▶ _THE DATA_:
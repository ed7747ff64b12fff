// SPDX-License-Identifier: Apache-2.0 OR MIT
// Copyright (c) 2025-2026 naskel.com

//! Fluent builder for struct and union layouts.

use crate::ctypes::{AggregateKind, Endian, Platform, Signature, StructType, TypeSystem};
use crate::error::{Error, Result};
use std::sync::Arc;

/// Builder for [`StructType`] schemas.
///
/// Members are resolved against the builder's platform (or an explicit
/// [`TypeSystem`] carrying custom typedefs) when [`build`](Self::build) runs.
#[derive(Debug)]
pub struct StructBuilder {
    name: String,
    kind: AggregateKind,
    members: Vec<(String, Signature)>,
    parent: Option<Arc<StructType>>,
    platform: Option<Platform>,
    types: Option<TypeSystem>,
    align: Option<usize>,
    padding: Option<bool>,
}

impl StructBuilder {
    /// Start a struct schema.
    pub fn new(name: impl Into<String>) -> Self {
        Self::with_kind(name, AggregateKind::Struct)
    }

    /// Start a union schema; every member sits at offset 0.
    pub fn union(name: impl Into<String>) -> Self {
        Self::with_kind(name, AggregateKind::Union)
    }

    /// Wire-format preset: network byte order, alignment 1, no padding.
    pub fn packet(name: impl Into<String>) -> Self {
        Self::new(name)
            .platform(Platform::native().with_endian(Endian::NETWORK))
            .align(1)
            .padding(false)
    }

    fn with_kind(name: impl Into<String>, kind: AggregateKind) -> Self {
        Self {
            name: name.into(),
            kind,
            members: Vec::new(),
            parent: None,
            platform: None,
            types: None,
            align: None,
            padding: None,
        }
    }

    /// Declare a member.
    pub fn member(mut self, name: impl Into<String>, signature: impl Into<Signature>) -> Self {
        self.members.push((name.into(), signature.into()));
        self
    }

    /// Inherit the members and settings of `parent`.
    ///
    /// Settings given explicitly on this builder take precedence. Inherited
    /// members keep the types they were resolved with.
    pub fn extends(mut self, parent: &Arc<StructType>) -> Self {
        self.parent = Some(parent.clone());
        self
    }

    pub fn platform(mut self, platform: Platform) -> Self {
        self.platform = Some(platform);
        self
    }

    /// Resolve members through `types` (its platform plus its typedefs).
    pub fn types(mut self, types: &TypeSystem) -> Self {
        self.platform = Some(types.platform());
        self.types = Some(types.clone());
        self
    }

    /// Force every member (and the aggregate) to `align` bytes.
    pub fn align(mut self, align: usize) -> Self {
        self.align = Some(align);
        self
    }

    /// Disable to pack members back to back.
    pub fn padding(mut self, padding: bool) -> Self {
        self.padding = Some(padding);
        self
    }

    /// Resolve all members and compute the layout.
    pub fn build(self) -> Result<Arc<StructType>> {
        let parent = self.parent.as_deref();
        if let Some(parent) = parent {
            if parent.kind() != self.kind {
                return Err(Error::InvalidArgument(format!(
                    "{} {} cannot extend {}",
                    self.kind, self.name, parent
                )));
            }
        }

        let platform = self
            .platform
            .or_else(|| parent.map(StructType::platform))
            .unwrap_or_else(Platform::native);
        let align = self.align.or_else(|| parent.and_then(StructType::align_override));
        let padding = self
            .padding
            .or_else(|| parent.map(StructType::padding))
            .unwrap_or(true);
        let types = match self.types {
            Some(types) => types,
            None => TypeSystem::for_platform(platform),
        };

        let mut members: Vec<_> = parent
            .map(|p| {
                p.members()
                    .iter()
                    .map(|m| (m.name().to_string(), m.ty().clone()))
                    .collect()
            })
            .unwrap_or_default();
        for (name, signature) in &self.members {
            let ty = types.resolve_signature(signature)?;
            members.push((name.clone(), ty));
        }

        StructType::layout(self.name, self.kind, members, align, padding, platform).map(Arc::new)
    }
}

▶ _THE PROBLEM_: Your reply should consist of the records, copied exactly.

▶ _WRITTEN SOLUTION_:
repository ed7747ff64b12fff
// SPDX-License-Identifier: Apache-2.0 OR MIT
// Copyright (c) 2025-2026 naskel.com

//! Fluent builder for struct and union layouts.

use crate::ctypes::{AggregateKind, Endian, Platform, Signature, StructType, TypeSystem};
use crate::error::{Error, Result};
use std::sync::Arc;

/// Builder for [`StructType`] schemas.
///
/// Members are resolved against the builder's platform (or an explicit
/// [`TypeSystem`] carrying custom typedefs) when [`build`](Self::build) runs.
#[derive(Debug)]
pub struct StructBuilder {
    name: String,
    kind: AggregateKind,
    members: Vec<(String, Signature)>,
    parent: Option<Arc<StructType>>,
    platform: Option<Platform>,
    types: Option<TypeSystem>,
    align: Option<usize>,
    padding: Option<bool>,
}

impl StructBuilder {
    /// Start a struct schema.
    pub fn new(name: impl Into<String>) -> Self {
        Self::with_kind(name, AggregateKind::Struct)
    }

    /// Start a union schema; every member sits at offset 0.
    pub fn union(name: impl Into<String>) -> Self {
        Self::with_kind(name, AggregateKind::Union)
    }

    /// Wire-format preset: network byte order, alignment 1, no padding.
    pub fn packet(name: impl Into<String>) -> Self {
        Self::new(name)
            .platform(Platform::native().with_endian(Endian::NETWORK))
            .align(1)
            .padding(false)
    }

    fn with_kind(name: impl Into<String>, kind: AggregateKind) -> Self {
        Self {
            name: name.into(),
            kind,
            members: Vec::new(),
            parent: None,
            platform: None,
            types: None,
            align: None,
            padding: None,
        }
    }

    /// Declare a member.
    pub fn member(mut self, name: impl Into<String>, signature: impl Into<Signature>) -> Self {
        self.members.push((name.into(), signature.into()));
        self
    }

    /// Inherit the members and settings of `parent`.
    ///
    /// Settings given explicitly on this builder take precedence. Inherited
    /// members keep the types they were resolved with.
    pub fn extends(mut self, parent: &Arc<StructType>) -> Self {
        self.parent = Some(parent.clone());
        self
    }

    pub fn platform(mut self, platform: Platform) -> Self {
        self.platform = Some(platform);
        self
    }

    /// Resolve members through `types` (its platform plus its typedefs).
    pub fn types(mut self, types: &TypeSystem) -> Self {
        self.platform = Some(types.platform());
        self.types = Some(types.clone());
        self
    }

    /// Force every member (and the aggregate) to `align` bytes.
    pub fn align(mut self, align: usize) -> Self {
        self.align = Some(align);
        self
    }

    /// Disable to pack members back to back.
    pub fn padding(mut self, padding: bool) -> Self {
        self.padding = Some(padding);
        self
    }

    /// Resolve all members and compute the layout.
    pub fn build(self) -> Result<Arc<StructType>> {
        let parent = self.parent.as_deref();
        if let Some(parent) = parent {
            if parent.kind() != self.kind {
                return Err(Error::InvalidArgument(format!(
                    "{} {} cannot extend {}",
                    self.kind, self.name, parent
                )));
            }
        }

        let platform = self
            .platform
            .or_else(|| parent.map(StructType::platform))
            .unwrap_or_else(Platform::native);
        let align = self.align.or_else(|| parent.and_then(StructType::align_override));
        let padding = self
            .padding
            .or_else(|| parent.map(StructType::padding))
            .unwrap_or(true);
        let types = match self.types {
            Some(types) => types,
            None => TypeSystem::for_platform(platform),
        };

        let mut members: Vec<_> = parent
            .map(|p| {
                p.members()
                    .iter()
                    .map(|m| (m.name().to_string(), m.ty().clone()))
                    .collect()
            })
            .unwrap_or_default();
        for (name, signature) in &self.members {
            let ty = types.resolve_signature(signature)?;
            members.push((name.clone(), ty));
        }

        StructType::layout(self.name, self.kind, members, align, padding, platform).map(Arc::new)
    }
}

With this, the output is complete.